By the end of the 19th century, there was an increase in the area planted and particularly in the replacement of sugar cane with cocoa in the large French and Spanish plantations.
In 1920, the Government of Trinidad intervened by setting up a loan system for small cocoa farmers. This program, along with favorable growing conditions for the Trinitario variety, helped to make Trinidad become the world’s fifth largest producer with a production volume of almost 35,000 tons (75,238,000 pounds in 1921)
In 1935, the first selections of Imperial College Selection (ICS) clones were developed and distributed to growers by the Imperial College of Tropical Agriculture.
In 1939, oil production began, and coupled with low returns for cocoa, resulted in an increasing lack of interest in cocoa, which was exacerbated by World War II. As a result, the cultivated area decreased by 50 per cent and production fell by 75 percent.
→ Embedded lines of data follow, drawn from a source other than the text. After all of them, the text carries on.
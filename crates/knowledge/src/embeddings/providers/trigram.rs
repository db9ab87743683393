//! Offline embedding provider built from hashed words and character trigrams.

use crate::embeddings::provider::EmbeddingProvider;
use sage_core::AppResult;
use std::collections::HashMap;

const STOP_WORDS: &[&str] = &[
    "the", "is", "at", "which", "on", "a", "an", "as", "are", "was", "were", "for", "to", "of",
    "in", "and", "or", "but", "with", "by", "from", "this", "that", "be", "have", "has", "had",
    "it", "its", "their", "they", "them", "what", "how", "does", "do",
];

/// Deterministic, content-dependent embeddings without a model.
///
/// Each remaining word adds weight to the dimension its hash lands on, and
/// each of its character trigrams adds a smaller weight to theirs, so words
/// sharing stems land close together. Vectors are unit length; empty input
/// yields the zero vector.
#[derive(Debug)]
pub struct TrigramProvider {
    dimensions: usize,
}

impl TrigramProvider {
    pub fn new(dimensions: usize) -> Self {
        Self { dimensions }
    }

    fn embed_text(&self, text: &str) -> Vec<f32> {
        let mut embedding = vec![0.0f32; self.dimensions];

        let lower = text.to_lowercase();
        let mut word_freq: HashMap<&str, u32> = HashMap::new();
        for word in lower
            .split(|c: char| !c.is_alphanumeric())
            .filter(|w| w.chars().count() > 2 && !STOP_WORDS.contains(w))
        {
            *word_freq.entry(word).or_insert(0) += 1;
        }

        for (word, freq) in &word_freq {
            let freq = *freq as f32;

            let chars: Vec<char> = word.chars().collect();
            for window in chars.windows(3) {
                let idx = self.bucket(window.iter().copied());
                embedding[idx] += freq.sqrt();
            }

            let idx = self.bucket(word.chars());
            embedding[idx] += freq;
        }

        let norm: f32 = embedding.iter().map(|x| x * x).sum::<f32>().sqrt();
        if norm > 0.0 {
            for v in &mut embedding {
                *v /= norm;
            }
        }

        embedding
    }

    /// FNV-1a over the characters, reduced to a dimension index.
    fn bucket(&self, chars: impl Iterator<Item = char>) -> usize {
        let mut hash: u64 = 0xcbf2_9ce4_8422_2325;
        for ch in chars {
            let mut buf = [0u8; 4];
            for byte in ch.encode_utf8(&mut buf).bytes() {
                hash ^= byte as u64;
                hash = hash.wrapping_mul(0x0100_0000_01b3);
            }
        }
        (hash % self.dimensions as u64) as usize
    }
}

#[async_trait::async_trait]
impl EmbeddingProvider for TrigramProvider {
    fn provider_name(&self) -> &str {
        "trigram"
    }

    fn model_name(&self) -> &str {
        "trigram-v1"
    }

    fn dimensions(&self) -> usize {
        self.dimensions
    }

    async fn embed_batch(&self, texts: &[String]) -> AppResult<Vec<Vec<f32>>> {
        Ok(texts.iter().map(|text| self.embed_text(text)).collect())
    }
}

#[cfg(test)]
mod tests {
    use super::*;

    fn cosine(a: &[f32], b: &[f32]) -> f32 {
        a.iter().zip(b).map(|(x, y)| x * y).sum()
    }

    fn norm(v: &[f32]) -> f32 {
        v.iter().map(|x| x * x).sum::<f32>().sqrt()
    }

    #[tokio::test]
    async fn test_embed_is_unit_length() {
        let provider = TrigramProvider::new(384);
        let embedding = provider.embed("solar panels convert sunlight").await.unwrap();

        assert_eq!(embedding.len(), 384);
        assert!((norm(&embedding) - 1.0).abs() < 0.001);
    }

    #[tokio::test]
    async fn test_embed_batch_preserves_order() {
        let provider = TrigramProvider::new(64);
        let texts = vec!["wind turbines".to_string(), "solar panels".to_string()];

        let batch = provider.embed_batch(&texts).await.unwrap();
        assert_eq!(batch.len(), 2);
        assert_eq!(batch[1], provider.embed("solar panels").await.unwrap());
    }

    #[tokio::test]
    async fn test_deterministic() {
        let provider = TrigramProvider::new(384);
        let first = provider.embed("deterministic test").await.unwrap();
        let second = provider.embed("deterministic test").await.unwrap();
        assert_eq!(first, second);
    }

    #[tokio::test]
    async fn test_related_text_scores_higher() {
        let provider = TrigramProvider::new(384);
        let query = provider.embed("benefits of solar energy").await.unwrap();
        let related = provider
            .embed("Solar energy benefits households with cheaper electricity")
            .await
            .unwrap();
        let unrelated = provider
            .embed("Medieval castles were built from local stone")
            .await
            .unwrap();

        assert!(cosine(&query, &related) > cosine(&query, &unrelated));
    }

    #[tokio::test]
    async fn test_empty_text_is_zero_vector() {
        let provider = TrigramProvider::new(384);
        let embedding = provider.embed("").await.unwrap();
        assert!(embedding.iter().all(|&x| x == 0.0));
    }

    #[tokio::test]
    async fn test_utf8_safety() {
        let provider = TrigramProvider::new(384);
        let embedding = provider
            .embed("Énergie éolienne 🌬️ pour les régions rurales")
            .await
            .unwrap();
        assert!((norm(&embedding) - 1.0).abs() < 0.001);
    }
}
From 1959 to 1960, there was an increase in the area planted and in production, along with the creation of propagation units for selected hybrids distributed initially in cutting form (clones), then also in seedling form. Genetic improvement (resistance to black pod rot and witches’ broom) continued, and TSH (Trinidad Selected Hybrids) or TSA (Trinidad Selected Amazons) lines, derived from crosses between Trinitario and Upper Amazon materials, were created for resistance to black pod rot and witches’ broom. Almost eight million plants were distributed, covering 10,000 ha. These actions, however, did not stem the decline in cocoa production that began in about 1960 and continued through today.
Today, Trinidad only exports around a1000 tons of cocoa per year. If past trends continue, Trinidad will cease to be a cocoa exporting country within the next 15 years, as has happened in coffee, despite the good reputation of cocoa from Trinidad. The few tons currently going into the niche markets will not be enough for Trinidad to maintain recognition in the international market.